Synchronize data to your Tiger Cloud service

To sync data from your PostgreSQL database to your Tiger Cloud service using Tiger Console:

  1. Connect to your Tiger Cloud service

    In Tiger Console, select the service to sync live data to.

  2. Prepare the source database
    PostgreSQL connector wizard in Tiger Console

    a. Click Connectors > {C.PG}. b. Set the name for the new connector by clicking the pencil icon. c. Check the boxes for Set wal_level to logical and Update your credentials, then click Continue.

  3. Connect the source database and the target service
    PostgreSQL connector connection string in Tiger Console

    a. Enter your database credentials or a PostgreSQL connection string. This is the connection string for <pg connector username>.

    b. Recommended for private databases. If the source database is not reachable from the public Internet, toggle Enable SSH tunneling and route the connector through a bastion host:

    • Copy the public key shown in the wizard and append it to the authorized_keys file of the user the connector will log in as on the bastion host:

      Terminal window
      echo "<public key from the connector wizard>" >> ~/.ssh/authorized_keys
      # Verify
      cat ~/.ssh/authorized_keys
    • Enter the bastion Hostname, User, and Port in the wizard.

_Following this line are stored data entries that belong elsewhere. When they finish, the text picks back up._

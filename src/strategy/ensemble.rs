//! Ensemble Predictor
//!
//! Owns every piece of predictor state and exposes the three operations the
//! round loop drives:
//!
//! 1. `score_previous_opinions(outcome)` grades the last prediction's opinions
//! 2. `record_outcome(outcome)` appends and refreshes derived state
//! 3. `predict_next()` runs all models, re-weights and aggregates
//!
//! Opinions produced by `predict_next` are retained together with the history
//! generation they were computed at. Scoring uses them while they are still
//! current; once an outcome has been appended in between, the models are
//! re-run against the present (pre-append) state instead.

use serde::{Deserialize, Serialize};
use std::collections::BTreeMap;
use thiserror::Error;
use tracing::{debug, warn};

use crate::domain::{
    MarketState, ModelPerformance, Outcome, OutcomeError, OutcomeHistory, SessionStats,
};
use super::aggregator::{aggregate, Consensus};
use super::detectors::{detect_all, DetectorKind, DetectorSignal};
use super::models::ModelContext;
use super::params::{EnsembleConfig, ParamsError};
use super::pattern_db::PatternDatabase;
use super::registry::{evaluate_all, ModelKind, OpinionSet};
use super::weights::WeightAdjuster;

#[derive(Debug, Error)]
pub enum EnsembleError {
    #[error(transparent)]
    Outcome(#[from] OutcomeError),

    #[error("Invalid ensemble parameters: {0}")]
    Params(#[from] ParamsError),
}

/// State snapshot reported with every prediction
#[derive(Debug, Clone, Serialize, Deserialize)]
pub struct Diagnostics {
    pub session_stats: SessionStats,
    pub market_state: MarketState,
    pub history_len: usize,
    pub pattern_count: usize,
}

/// Next-round forecast with everything that went into it
#[derive(Debug, Clone, Serialize, Deserialize)]
pub struct Prediction {
    pub prediction: Outcome,
    pub confidence: f64,
    pub rationale: String,
    pub opinions: OpinionSet,
    pub weights: BTreeMap<ModelKind, f64>,
    pub detectors: Vec<DetectorSignal>,
    pub diagnostics: Diagnostics,
}

/// Opinions kept from the last prediction for scoring
#[derive(Debug, Clone)]
struct RetainedOpinions {
    generation: u64,
    opinions: OpinionSet,
    detectors: Vec<DetectorSignal>,
}

#[derive(Debug, Clone)]
pub struct EnsemblePredictor {
    config: EnsembleConfig,
    history: OutcomeHistory,
    stats: SessionStats,
    market: MarketState,
    patterns: PatternDatabase,
    performance: BTreeMap<ModelKind, ModelPerformance>,
    weights: WeightAdjuster,
    retained: Option<RetainedOpinions>,
}

impl Default for EnsemblePredictor {
    fn default() -> Self {
        Self::build(EnsembleConfig::default())
    }
}

impl EnsemblePredictor {
    pub fn new(config: EnsembleConfig) -> Result<Self, EnsembleError> {
        config.validate()?;
        Ok(Self::build(config))
    }

    fn build(config: EnsembleConfig) -> Self {
        let mut stats = SessionStats::default();
        for kind in DetectorKind::ALL {
            stats.register_detector(kind.name(), kind.base_confidence());
        }

        Self {
            history: OutcomeHistory::new(config.max_history),
            patterns: PatternDatabase::new(
                config.min_pattern_len,
                config.max_pattern_len,
                config.pattern_capacity,
            ),
            weights: WeightAdjuster::new(&config),
            stats,
            market: MarketState::default(),
            performance: BTreeMap::new(),
            retained: None,
            config,
        }
    }

    pub fn config(&self) -> &EnsembleConfig {
        &self.config
    }

    pub fn history(&self) -> &OutcomeHistory {
        &self.history
    }

    pub fn stats(&self) -> &SessionStats {
        &self.stats
    }

    pub fn market_state(&self) -> &MarketState {
        &self.market
    }

    pub fn patterns(&self) -> &PatternDatabase {
        &self.patterns
    }

    pub fn performance(&self) -> &BTreeMap<ModelKind, ModelPerformance> {
        &self.performance
    }

    pub fn weights(&self) -> &BTreeMap<ModelKind, f64> {
        self.weights.weights()
    }

    fn context<'a>(&'a self, history: &'a [Outcome]) -> ModelContext<'a> {
        ModelContext {
            history,
            stats: &self.stats,
            market: &self.market,
            patterns: &self.patterns,
            break_probability: self.config.break_probability,
        }
    }

    /// Append one observed outcome and refresh everything derived from history
    pub fn record_outcome(&mut self, outcome: Outcome) {
        let previous = self.history.last();
        if let Some(evicted) = self.history.push(outcome) {
            debug!("History full, evicted oldest outcome {}", evicted);
        }
        self.stats.observe(previous, outcome);

        let history = self.history.to_vec();
        self.stats.refresh_volatility(&history);
        if let Some(market) = MarketState::classify(&history) {
            self.market = market;
        }

        let mined = self.patterns.mine(&history, self.history.appended());
        if mined > 0 {
            debug!("Pattern database grew by {} to {}", mined, self.patterns.len());
        }
    }

    /// Parse a result label and record it. Unknown labels leave state untouched.
    pub fn record_label(&mut self, label: &str) -> Result<Outcome, EnsembleError> {
        let outcome: Outcome = label.parse()?;
        self.record_outcome(outcome);
        Ok(outcome)
    }

    /// Grade each model's last opinion against the observed outcome.
    ///
    /// Call before `record_outcome` for the same round.
    pub fn score_previous_opinions(&mut self, outcome: Outcome) {
        let generation = self.history.appended();
        let (opinions, detectors) = match self.retained.take() {
            Some(retained) if retained.generation == generation => {
                (retained.opinions, retained.detectors)
            }
            stale => {
                if stale.is_some() {
                    warn!("Retained opinions are stale, re-evaluating against current history");
                }
                let history = self.history.to_vec();
                let ctx = self.context(&history);
                (evaluate_all(&ctx), detect_all(&history, &self.stats))
            }
        };

        for (kind, opinion) in opinions.iter() {
            if let Some(prediction) = opinion.prediction {
                self.performance
                    .entry(*kind)
                    .or_default()
                    .record(prediction == outcome);
            }
        }
        for signal in detectors {
            self.stats
                .adjust_detector(signal.detector.name(), signal.prediction == outcome);
        }
    }

    /// Forecast the next outcome.
    ///
    /// Repeated calls without an intervening append or score return the same
    /// forecast (random tie-break excepted).
    pub fn predict_next(&mut self) -> Prediction {
        let history = self.history.to_vec();
        let (opinions, detectors) = {
            let ctx = self.context(&history);
            (evaluate_all(&ctx), detect_all(&history, &self.stats))
        };

        self.weights.adjust(&self.performance);
        let Consensus {
            prediction,
            confidence,
            rationale,
            ..
        } = aggregate(
            &opinions.primitives,
            &self.weights,
            self.config.tie_break,
            self.history.last(),
        );

        self.retained = Some(RetainedOpinions {
            generation: self.history.appended(),
            opinions: opinions.clone(),
            detectors: detectors.clone(),
        });

        Prediction {
            prediction,
            confidence,
            rationale,
            opinions,
            weights: self.weights.weights().clone(),
            detectors,
            diagnostics: Diagnostics {
                session_stats: self.stats.clone(),
                market_state: self.market,
                history_len: self.history.len(),
                pattern_count: self.patterns.len(),
            },
        }
    }
}

#[cfg(test)]
mod tests {
    use super::*;
    use crate::strategy::models::fixtures::parse;
    use crate::strategy::params::TieBreak;
    use Outcome::{Tai, Xiu};

    fn feed(ensemble: &mut EnsemblePredictor, outcomes: &str) {
        for o in parse(outcomes) {
            ensemble.record_outcome(o);
        }
    }

    #[test]
    fn test_new_validates_config() {
        let bad = EnsembleConfig::default().with_max_history(0);
        assert!(matches!(EnsemblePredictor::new(bad), Err(EnsembleError::Params(_))));
        assert!(EnsemblePredictor::new(EnsembleConfig::default()).is_ok());
    }

    #[test]
    fn test_new_rejects_nan_weight_bound() {
        let mut config = EnsembleConfig::default();
        config.min_weight = f64::NAN;
        assert!(matches!(
            EnsemblePredictor::new(config),
            Err(EnsembleError::Params(ParamsError::InvalidWeightBounds(..)))
        ));
    }

    #[test]
    fn test_record_label() {
        let mut ensemble = EnsemblePredictor::default();
        assert_eq!(ensemble.record_label("Tài").unwrap(), Tai);
        assert_eq!(ensemble.record_label("xiu").unwrap(), Xiu);
        assert!(ensemble.record_label("Không rõ").is_err());
        assert_eq!(ensemble.history().len(), 2);
    }

    #[test]
    fn test_history_bounded() {
        let config = EnsembleConfig::default().with_max_history(20);
        let mut ensemble = EnsemblePredictor::new(config).unwrap();
        for i in 0..50 {
            ensemble.record_outcome(if i % 3 == 0 { Tai } else { Xiu });
        }
        assert_eq!(ensemble.history().len(), 20);
        assert_eq!(ensemble.history().appended(), 50);
    }

    #[test]
    fn test_empty_history_is_undetermined() {
        let mut ensemble = EnsemblePredictor::default();
        let prediction = ensemble.predict_next();
        assert_eq!(prediction.prediction, Tai);
        assert_eq!(prediction.confidence, 0.5);
        assert!(prediction.rationale.starts_with("undetermined"));
    }

    #[test]
    fn test_predict_is_idempotent() {
        let mut ensemble = EnsemblePredictor::default();
        feed(&mut ensemble, "TTXTXXTTTXTXTTXXXTXT");
        let first = ensemble.predict_next();
        let second = ensemble.predict_next();
        assert_eq!(first.prediction, second.prediction);
        assert_eq!(first.confidence, second.confidence);
        assert_eq!(first.opinions, second.opinions);
    }

    #[test]
    fn test_scoring_uses_retained_opinions() {
        let mut ensemble = EnsemblePredictor::default();
        feed(&mut ensemble, "XTTT");
        let prediction = ensemble.predict_next();
        let momentum = prediction.opinions.get(ModelKind::Momentum).unwrap().clone();
        assert_eq!(momentum.prediction, Some(Tai));

        ensemble.score_previous_opinions(Tai);
        let perf = &ensemble.performance()[&ModelKind::Momentum];
        assert_eq!((perf.correct, perf.total), (1, 1));
        // Models without an opinion are not scored
        assert!(!ensemble.performance().contains_key(&ModelKind::Trend));
    }

    #[test]
    fn test_stale_opinions_are_recomputed() {
        let mut ensemble = EnsemblePredictor::default();
        feed(&mut ensemble, "XTTT");
        ensemble.predict_next();
        // Momentum said Tai on XTTT but has no opinion on TTTX
        ensemble.record_outcome(Xiu);
        ensemble.score_previous_opinions(Xiu);
        assert!(!ensemble.performance().contains_key(&ModelKind::Momentum));
    }

    #[test]
    fn test_detector_confidence_adapts() {
        let mut ensemble = EnsemblePredictor::default();
        feed(&mut ensemble, "TXTXT");
        let prediction = ensemble.predict_next();
        assert!(prediction
            .detectors
            .iter()
            .any(|s| s.detector == DetectorKind::Alternating));

        // Alternating said Xiu, Tai came
        ensemble.score_previous_opinions(Tai);
        let reliability = ensemble.stats().detector_confidence("alternating").unwrap();
        assert!((reliability - 0.68 * 0.9).abs() < 1e-9);
    }

    #[test]
    fn test_weights_within_bounds_over_long_run() {
        let mut ensemble = EnsemblePredictor::default();
        for i in 0..150u32 {
            ensemble.predict_next();
            let outcome = if (i * 7 + i / 5) % 3 == 0 { Tai } else { Xiu };
            ensemble.score_previous_opinions(outcome);
            ensemble.record_outcome(outcome);
        }
        let prediction = ensemble.predict_next();
        for weight in prediction.weights.values() {
            assert!((0.1..=2.0).contains(weight));
        }
        for (_, opinion) in prediction.opinions.iter() {
            assert!((0.0..=0.95).contains(&opinion.confidence));
        }
        assert!((0.0..=1.0).contains(&prediction.confidence));
    }

    #[test]
    fn test_random_tie_break_reaches_both_sides() {
        let config = EnsembleConfig::default().with_tie_break(TieBreak::Random);
        let mut tai = 0;
        for _ in 0..200 {
            let mut ensemble = EnsemblePredictor::new(config.clone()).unwrap();
            if ensemble.predict_next().prediction == Tai {
                tai += 1;
            }
        }
        assert!(tai > 50 && tai < 150, "tai chosen {} of 200", tai);
    }
}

    c. Click Connect to database. Tiger Console connects to the source database and retrieves the schema information.

  4. Select the data to synchronize
    Starting the PostgreSQL connector in Tiger Console

    Choose where the connector picks tables from:

    • From an existing publication: select a PostgreSQL PUBLICATION name, then pick schemas and tables from those it includes. Use this when you cannot grant the connector user CREATE privilege on the source — your DBA can pre-create the publication — or when you want to apply row or column filters on published tables.
    • Directly from the source: select schemas, then pick the tables to sync from them. Tiger Console creates the publication for you.

    Click Select tables +. For each selected table, Tiger Console checks the schema and, if possible, suggests the column to use as the time dimension in a hypertable.

  5. Configure Initial Data Copy workers
    Configure Initial Data Copy worker count in Tiger Console

    Specify the number of parallel connections — Initial Data Copy (IDC) workers — used to process the initial data copy. Higher values can speed up the initial copy but may increase load on the source database. Defaults to 4.

    Tune this based on the resources available on the source database and the number of tables being synced. Large individual tables still copy through a single connection, so higher worker counts help most when you have many small to medium tables.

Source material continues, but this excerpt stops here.